PROBLEM DETAILS: The expected output is every entry, repeated word for word.

▼▼▼

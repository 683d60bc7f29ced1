//! Type system: the reflection-like object model that proxies are synthesized against.
//!
//! # Architecture
//!
//! - [`CilType`] - A type with its members and relationships
//! - [`CilFlavor`] - Primitive, category or constructed classification
//! - [`TypeRegistry`] - Token-indexed, thread-safe owner of every type and member
//! - [`CilPrimitiveData`] - Constant values with culture-invariant conversion
//!
//! Types are shared as [`CilTypeRc`] (`Arc<CilType>`) and reference each other through
//! [`CilTypeRef`] weak handles. Member lists are append-only [`boxcar::Vec`]s and
//! singular relationships are [`std::sync::OnceLock`]s, so a type can be populated
//! incrementally by a builder and then shared without further synchronization.
//!
//! # Examples
//!
//! ```rust
//! use cilproxy::metadata::typesystem::TypeRegistry;
//!
//! let registry = TypeRegistry::new()?;
//! let int32 = registry.get_by_fullname("System.Int32").unwrap();
//! assert!(int32.is_value_type());
//! assert!(int32.is_visible());
//! # Ok::<(), cilproxy::Error>(())
//! ```

mod base;
mod corlib;
mod primitives;
mod registry;

pub use base::{
    CilFlavor, CilTypeList, CilTypeRc, CilTypeRef, CilTypeRefList, TypeAttributes,
    TypeVisibility, ELEMENT_TYPE,
};
pub use corlib::{
    DYNAMICALLY_ATTRIBUTE_FULLNAME, DYNAMIC_PROXY_FULLNAME, IPROXY_INSTANCE_FULLNAME,
    METHOD_BASE_FULLNAME, METHOD_INFO_FULLNAME,
};
pub use primitives::CilPrimitiveData;
pub use registry::TypeRegistry;

use std::sync::{Arc, OnceLock};

use crate::{
    metadata::{
        customattributes::CustomAttributeValueList,
        method::{MethodImpl, MethodImplList, MethodList, MethodRc},
        tables::{FieldList, FieldRc, GenericParamList, PropertyList},
        token::Token,
    },
    Result,
};

/// Marker generic arguments of System.Nullable`1 are recognized by this name
pub const NULLABLE_FULLNAME: &str = "System.Nullable`1";

/// A type: definition, constructed instance, array or generic parameter placeholder.
pub struct CilType {
    /// Token of this type (`TypeDef` for definitions, `TypeSpec` for constructed types)
    pub token: Token,
    /// Classification
    pub flavor: CilFlavor,
    /// Namespace, empty for nested and constructed types
    pub namespace: String,
    /// Simple name (with arity suffix for generic definitions)
    pub name: String,
    /// Type attributes
    pub flags: TypeAttributes,
    base: OnceLock<CilTypeRef>,
    declaring_type: OnceLock<CilTypeRef>,
    element: OnceLock<CilTypeRef>,
    generic_definition: OnceLock<CilTypeRef>,
    /// Directly declared interfaces
    pub interfaces: CilTypeRefList,
    /// Declared methods, including constructors and property accessors
    pub methods: MethodList,
    /// Declared fields
    pub fields: FieldList,
    /// Declared properties
    pub properties: PropertyList,
    /// Generic parameter definitions (for generic definitions)
    pub generic_params: GenericParamList,
    /// Generic arguments (for generic instances)
    pub generic_args: CilTypeRefList,
    /// Explicit overrides (`MethodImpl` rows)
    pub method_impls: MethodImplList,
    /// Custom attributes applied to the type
    pub custom_attributes: CustomAttributeValueList,
}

▲▲▲

SOLUTION TO THIS TASK:
repository 683d60bc7f29ced1
//! Type system: the reflection-like object model that proxies are synthesized against.
//!
//! # Architecture
//!
//! - [`CilType`] - A type with its members and relationships
//! - [`CilFlavor`] - Primitive, category or constructed classification
//! - [`TypeRegistry`] - Token-indexed, thread-safe owner of every type and member
//! - [`CilPrimitiveData`] - Constant values with culture-invariant conversion
//!
//! Types are shared as [`CilTypeRc`] (`Arc<CilType>`) and reference each other through
//! [`CilTypeRef`] weak handles. Member lists are append-only [`boxcar::Vec`]s and
//! singular relationships are [`std::sync::OnceLock`]s, so a type can be populated
//! incrementally by a builder and then shared without further synchronization.
//!
//! # Examples
//!
//! ```rust
//! use cilproxy::metadata::typesystem::TypeRegistry;
//!
//! let registry = TypeRegistry::new()?;
//! let int32 = registry.get_by_fullname("System.Int32").unwrap();
//! assert!(int32.is_value_type());
//! assert!(int32.is_visible());
//! # Ok::<(), cilproxy::Error>(())
//! ```

mod base;
mod corlib;
mod primitives;
mod registry;

pub use base::{
    CilFlavor, CilTypeList, CilTypeRc, CilTypeRef, CilTypeRefList, TypeAttributes,
    TypeVisibility, ELEMENT_TYPE,
};
pub use corlib::{
    DYNAMICALLY_ATTRIBUTE_FULLNAME, DYNAMIC_PROXY_FULLNAME, IPROXY_INSTANCE_FULLNAME,
    METHOD_BASE_FULLNAME, METHOD_INFO_FULLNAME,
};
pub use primitives::CilPrimitiveData;
pub use registry::TypeRegistry;

use std::sync::{Arc, OnceLock};

use crate::{
    metadata::{
        customattributes::CustomAttributeValueList,
        method::{MethodImpl, MethodImplList, MethodList, MethodRc},
        tables::{FieldList, FieldRc, GenericParamList, PropertyList},
        token::Token,
    },
    Result,
};

/// Marker generic arguments of System.Nullable`1 are recognized by this name
pub const NULLABLE_FULLNAME: &str = "System.Nullable`1";

/// A type: definition, constructed instance, array or generic parameter placeholder.
pub struct CilType {
    /// Token of this type (`TypeDef` for definitions, `TypeSpec` for constructed types)
    pub token: Token,
    /// Classification
    pub flavor: CilFlavor,
    /// Namespace, empty for nested and constructed types
    pub namespace: String,
    /// Simple name (with arity suffix for generic definitions)
    pub name: String,
    /// Type attributes
    pub flags: TypeAttributes,
    base: OnceLock<CilTypeRef>,
    declaring_type: OnceLock<CilTypeRef>,
    element: OnceLock<CilTypeRef>,
    generic_definition: OnceLock<CilTypeRef>,
    /// Directly declared interfaces
    pub interfaces: CilTypeRefList,
    /// Declared methods, including constructors and property accessors
    pub methods: MethodList,
    /// Declared fields
    pub fields: FieldList,
    /// Declared properties
    pub properties: PropertyList,
    /// Generic parameter definitions (for generic definitions)
    pub generic_params: GenericParamList,
    /// Generic arguments (for generic instances)
    pub generic_args: CilTypeRefList,
    /// Explicit overrides (`MethodImpl` rows)
    pub method_impls: MethodImplList,
    /// Custom attributes applied to the type
    pub custom_attributes: CustomAttributeValueList,
}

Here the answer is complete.